South Bristol is a town in Lincoln County, Maine, United States. The population was 1,127 at the 2020 census. A fishing and resort area, South Bristol includes the villages of Walpole and Christmas Cove, the latter on Rutherford Island. The town has six nature preserves.

==History==

The town was once territory of the Wawenock (or more precisely Walinakiak, meaning "People of the Bays") Abenaki people, who traveled in canoes to hunt for fish, shellfish, seals and seafowl. In 1614, Captain John Smith explored the coast, and is said to have named Christmas Cove when he visited it on Christmas Day. The land was subsequently part of the Pemaquid Patent, granted by the Plymouth Council for New England in 1631 to Robert Aldsworth and Gyles Elbridge, merchants from Bristol, England, from which the town derives its name.

A palisade fort and settlement were built on the adjacent Pemaquid Peninsula.
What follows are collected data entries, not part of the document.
//! Save worker: bounded retry with exponential backoff.
//!
//! Backoff sleeps block the calling thread. Background saves therefore run on
//! tokio's blocking pool, and only shutdown/flush paths call this inline.

use std::thread;

use progression_core::{PlayerId, SkillProfile};
use tracing::{debug, error, info, warn};

use super::SaveMetrics;
use crate::config::RetryPolicy;
use crate::manager::CachedProfile;
use crate::repository::ProfileRepository;

/// Save `profile`, retrying up to `policy.max_attempts()` times.
///
/// Returns `false` once every attempt has failed; that outcome is logged at
/// error level because the in-memory progress may never reach disk.
pub fn save_with_retry(
    repository: &dyn ProfileRepository,
    player: &PlayerId,
    profile: &SkillProfile,
    policy: RetryPolicy,
    metrics: &SaveMetrics,
) -> bool {
    for attempt in 0..policy.max_attempts() {
        match repository.save(player, profile) {
            Ok(()) => {
                if attempt > 0 {
                    info!(
                        "Profile[{}] saved successfully after {} retries",
                        player, attempt
                    );
                } else {
                    debug!("Profile[{}] saved", player);
                }
                metrics.record_success();
                return true;
            }
            Err(e) if attempt + 1 < policy.max_attempts() => {
                let delay = policy.backoff(attempt);
                warn!(
                    "Failed to save profile[{}] (attempt {}/{}): {}. Retrying in {:?}...",
                    player,
                    attempt + 1,
                    policy.max_attempts(),
                    e,
                    delay
                );
                metrics.record_retry();
                thread::sleep(delay);
            }
            Err(e) => {
                error!(
                    "FATAL: Failed to save profile[{}] after {} attempts: {}. Data may be lost!",
                    player, policy.max_attempts(), e
                );
            }
        }
    }

    metrics.record_failure();
    false
}

/// Save the current state of a cached profile.
///
/// Saves of one player are serialized by the profile's save gate, and the
/// snapshot is taken inside the gate, so a slower older save can never
/// overwrite a newer one.
pub(crate) fn save_cached(
    repository: &dyn ProfileRepository,
    player: &PlayerId,
    cached: &CachedProfile,
    policy: RetryPolicy,
    metrics: &SaveMetrics,
) -> bool {
    let _gate = cached.save_gate();
    let snapshot = cached.snapshot();

    let saved = save_with_retry(repository, player, &snapshot, policy, metrics);
    if saved {
        cached.lock().mark_as_existing();
    }
    saved
}
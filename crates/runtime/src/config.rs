//! Runtime configuration structures and loaders.
use std::env;
use std::path::PathBuf;
use std::str::FromStr;
use std::time::Duration;

use progression_core::{BonusKind, SkillKind, SkillsConfig};
use tracing::warn;

/// Bounded retry with doubling backoff.
#[derive(Clone, Copy, Debug, PartialEq, Eq)]
pub struct RetryPolicy {
    max_attempts: u32,
    initial_backoff: Duration,
}

impl RetryPolicy {
    pub const DEFAULT_MAX_ATTEMPTS: u32 = 3;
    pub const DEFAULT_INITIAL_BACKOFF_MS: u64 = 100;

    /// At least one attempt is always made.
    pub fn new(max_attempts: u32, initial_backoff: Duration) -> Self {
        Self {
            max_attempts: max_attempts.max(1),
            initial_backoff,
        }
    }

    pub fn max_attempts(&self) -> u32 {
        self.max_attempts
    }

    pub fn initial_backoff(&self) -> Duration {
        self.initial_backoff
    }

    /// Delay after the failed attempt with zero-based index `attempt`.
    pub fn backoff(&self, attempt: u32) -> Duration {
        let factor = 1u32.checked_shl(attempt).unwrap_or(u32::MAX);
        self.initial_backoff.saturating_mul(factor)
    }
}

impl Default for RetryPolicy {
    fn default() -> Self {
        Self::new(
            Self::DEFAULT_MAX_ATTEMPTS,
            Duration::from_millis(Self::DEFAULT_INITIAL_BACKOFF_MS),
        )
    }
}

/// Everything needed to wire a [`crate::PlayerDataManager`] and its collaborators.
#[derive(Clone, Debug)]
pub struct RuntimeConfig {
    pub data_dir: PathBuf,
    pub skills: SkillsConfig,
    pub retry: RetryPolicy,
    /// `None` disables periodic saving.
    pub autosave_interval: Option<Duration>,
}

impl Default for RuntimeConfig {
    fn default() -> Self {
        Self {
            data_dir: default_data_dir(),
            skills: SkillsConfig::default(),
            retry: RetryPolicy::default(),
            autosave_interval: Some(Duration::from_secs(Self::DEFAULT_AUTOSAVE_SECS)),
        }
    }
}

impl RuntimeConfig {
    pub const DEFAULT_AUTOSAVE_SECS: u64 = 300;

    /// Construct configuration from process environment variables.
    ///
    /// Environment variables:
    /// - `SKILLS_DATA_DIR` - Directory for profile records (default: platform data dir)
    /// - `SKILLS_BASE_XP` - Experience required for level 1 (default: 100)
    /// - `SKILLS_EXPONENT` - Curve exponent (default: 1.5)
    /// - `SKILLS_BONUSES_ENABLED` - Global bonus switch (default: true)
    /// - `SKILLS_ENABLED` - Comma-separated list of enabled skills (default: all)
    /// - `SKILLS_XP_MULTIPLIER_<SKILL>` - Per-skill XP multiplier (default: 1.0)
    /// - `SKILLS_BONUS_<SKILL>` - Per-level rate of the skill's bonus
    /// - `SKILLS_SAVE_ATTEMPTS` - Save attempts before giving up (default: 3)
    /// - `SKILLS_SAVE_BACKOFF_MS` - First retry delay, doubled per retry (default: 100)
    /// - `SKILLS_AUTOSAVE_SECS` - Autosave period, 0 disables (default: 300)
    pub fn from_env() -> Self {
        Self::from_lookup(|key| env::var(key).ok())
    }

    /// Same as [`Self::from_env`] with an arbitrary key lookup.
    ///
    /// Invalid values are logged and replaced by their defaults.
    pub fn from_lookup<F>(lookup: F) -> Self
    where
        F: Fn(&str) -> Option<String>,
    {
        let mut config = Self::default();

        if let Some(dir) = lookup("SKILLS_DATA_DIR").filter(|dir| !dir.trim().is_empty()) {
            config.data_dir = PathBuf::from(dir);
        }

        config.skills = skills_from_lookup(&lookup);

        let attempts = match read_value::<u32, _>(&lookup, "SKILLS_SAVE_ATTEMPTS") {
            Some(0) => {
                warn!("Ignoring SKILLS_SAVE_ATTEMPTS=0: at least one attempt is required");
                RetryPolicy::DEFAULT_MAX_ATTEMPTS
            }
            Some(attempts) => attempts,
            None => RetryPolicy::DEFAULT_MAX_ATTEMPTS,
        };
        let backoff_ms = read_value::<u64, _>(&lookup, "SKILLS_SAVE_BACKOFF_MS")
            .unwrap_or(RetryPolicy::DEFAULT_INITIAL_BACKOFF_MS);
        config.retry = RetryPolicy::new(attempts, Duration::from_millis(backoff_ms));

        if let Some(secs) = read_value::<u64, _>(&lookup, "SKILLS_AUTOSAVE_SECS") {
            config.autosave_interval = (secs > 0).then(|| Duration::from_secs(secs));
        }

        config
    }
}

fn skills_from_lookup<F>(lookup: &F) -> SkillsConfig
where
    F: Fn(&str) -> Option<String>,
{
    let mut skills = SkillsConfig::new();

    let defaults = skills.formula();
    let base_xp = read_value(lookup, "SKILLS_BASE_XP").unwrap_or(defaults.base_xp());
    let exponent = read_value(lookup, "SKILLS_EXPONENT").unwrap_or(defaults.exponent());
    skills = match skills.clone().with_formula(base_xp, exponent) {
        Ok(updated) => updated,
        Err(e) => {
            warn!("Ignoring leveling curve override: {}", e);
            skills
        }
    };

    if let Some(enabled) = read_flag(lookup, "SKILLS_BONUSES_ENABLED") {
        skills = skills.with_bonuses_enabled(enabled);
    }

    if let Some(list) = lookup("SKILLS_ENABLED") {
        let enabled = parse_skill_list(&list);
        for kind in SkillKind::ALL {
            skills = skills.with_skill_enabled(kind, enabled.contains(&kind));
        }
    }

    for kind in SkillKind::ALL {
        let key = format!("SKILLS_XP_MULTIPLIER_{}", kind.key());
        if let Some(multiplier) = read_value::<f64, _>(lookup, &key) {
            skills = match skills.clone().with_multiplier(kind, multiplier) {
                Ok(updated) => updated,
                Err(e) => {
                    warn!("Ignoring {}: {}", key, e);
                    skills
                }
            };
        }

        let bonus = BonusKind::for_skill(kind);
        let key = format!("SKILLS_BONUS_{}", kind.key());
        if let Some(rate) = read_value::<f64, _>(lookup, &key) {
            skills = match skills.clone().with_bonus_rate(bonus, rate) {
                Ok(updated) => updated,
                Err(e) => {
                    warn!("Ignoring {}: {}", key, e);
                    skills
                }
            };
        }
    }

    skills
}

fn parse_skill_list(raw: &str) -> Vec<SkillKind> {
    raw.split(',')
        .map(str::trim)
        .filter(|name| !name.is_empty())
        .filter_map(|name| match SkillKind::from_str(name) {
            Ok(kind) => Some(kind),
            Err(_) => {
                warn!("Ignoring unknown skill '{}' in SKILLS_ENABLED", name);
                None
            }
        })
        .collect()
}

/// Platform data directory plus `playerdata`, or `./playerdata`.
pub fn default_data_dir() -> PathBuf {
    directories::ProjectDirs::from("", "", "skills")
        .map(|dirs| dirs.data_dir().join("playerdata"))
        .unwrap_or_else(|| PathBuf::from("./playerdata"))
}

fn read_value<T, F>(lookup: &F, key: &str) -> Option<T>
where
    T: FromStr,
    F: Fn(&str) -> Option<String>,
{
    let raw = lookup(key)?;
    match raw.trim().parse() {
        Ok(value) => Some(value),
        Err(_) => {
            warn!("Ignoring {}={:?}: not a valid value", key, raw);
            None
        }
    }
}

fn read_flag<F>(lookup: &F, key: &str) -> Option<bool>
where
    F: Fn(&str) -> Option<String>,
{
    let raw = lookup(key)?;
    match raw.trim().to_ascii_lowercase().as_str() {
        "1" | "true" | "yes" | "on" => Some(true),
        "0" | "false" | "no" | "off" => Some(false),
        _ => {
            warn!("Ignoring {}={:?}: expected true or false", key, raw);
            None
        }
    }
}

#[cfg(test)]
mod tests {
    use super::*;
    use progression_core::ConfigOracle;
    use std::collections::HashMap;

    fn lookup_from(pairs: &[(&str, &str)]) -> impl Fn(&str) -> Option<String> {
        let map: HashMap<String, String> = pairs
            .iter()
            .map(|(k, v)| (k.to_string(), v.to_string()))
            .collect();
        move |key: &str| map.get(key).cloned()
    }

    #[test]
    fn empty_environment_gives_defaults() {
        let config = RuntimeConfig::from_lookup(|_| None);
        assert_eq!(config.skills, SkillsConfig::default());
        assert_eq!(config.retry, RetryPolicy::default());
        assert_eq!(config.autosave_interval, Some(Duration::from_secs(300)));
        assert!(config.data_dir.ends_with("playerdata"));
    }

    #[test]
    fn overrides_are_applied() {
        let config = RuntimeConfig::from_lookup(lookup_from(&[
            ("SKILLS_DATA_DIR", "/srv/skills"),
            ("SKILLS_BASE_XP", "50"),
            ("SKILLS_EXPONENT", "1.25"),
            ("SKILLS_BONUSES_ENABLED", "false"),
            ("SKILLS_ENABLED", "mining, combat"),
            ("SKILLS_XP_MULTIPLIER_MINING", "2.5"),
            ("SKILLS_BONUS_TRADING", "1.0"),
            ("SKILLS_SAVE_ATTEMPTS", "5"),
            ("SKILLS_SAVE_BACKOFF_MS", "10"),
            ("SKILLS_AUTOSAVE_SECS", "0"),
        ]));

        assert_eq!(config.data_dir, PathBuf::from("/srv/skills"));
        assert_eq!(config.skills.base_xp(), 50.0);
        assert_eq!(config.skills.exponent(), 1.25);
        assert!(!config.skills.bonuses_enabled());
        assert!(config.skills.is_skill_enabled(SkillKind::Mining));
        assert!(config.skills.is_skill_enabled(SkillKind::Combat));
        assert!(!config.skills.is_skill_enabled(SkillKind::Fishing));
        assert_eq!(config.skills.experience_multiplier(SkillKind::Mining), 2.5);
        assert_eq!(config.skills.bonus_rate(BonusKind::TradingDiscount), 1.0);
        assert_eq!(config.retry.max_attempts(), 5);
        assert_eq!(config.retry.initial_backoff(), Duration::from_millis(10));
        assert_eq!(config.autosave_interval, None);
    }

    #[test]
    fn invalid_values_fall_back_to_defaults() {
        let config = RuntimeConfig::from_lookup(lookup_from(&[
            ("SKILLS_BASE_XP", "-1"),
            ("SKILLS_EXPONENT", "steep"),
            ("SKILLS_XP_MULTIPLIER_COMBAT", "0"),
            ("SKILLS_BONUS_MINING", "-0.5"),
            ("SKILLS_SAVE_ATTEMPTS", "0"),
            ("SKILLS_BONUSES_ENABLED", "maybe"),
        ]));

        assert_eq!(config.skills.base_xp(), 100.0);
        assert_eq!(config.skills.exponent(), 1.5);
        assert_eq!(config.skills.experience_multiplier(SkillKind::Combat), 1.0);
        assert_eq!(config.skills.bonus_rate(BonusKind::MiningDoubleDrop), 0.5);
        assert!(config.skills.bonuses_enabled());
        assert_eq!(
            config.retry.max_attempts(),
            RetryPolicy::DEFAULT_MAX_ATTEMPTS
        );
    }

    #[test]
    fn zero_attempts_still_tries_once() {
        assert_eq!(RetryPolicy::new(0, Duration::ZERO).max_attempts(), 1);
    }

    #[test]
    fn backoff_doubles() {
        let policy = RetryPolicy::default();
        assert_eq!(policy.backoff(0), Duration::from_millis(100));
        assert_eq!(policy.backoff(1), Duration::from_millis(200));
        assert_eq!(policy.backoff(2), Duration::from_millis(400));
        assert!(policy.backoff(64) >= policy.backoff(31));
    }
}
Between 1630 and 1650, the area was the center for fur trading in Maine. It was attacked and rebuilt repeatedly during the French and Indian Wars, with the final two attacks occurring in 1747 at Fort Frederick. In 1765, Bristol was incorporated as a town, with South Bristol its western portion. On March 26, 1915, South Bristol was set off and incorporated as a separate town.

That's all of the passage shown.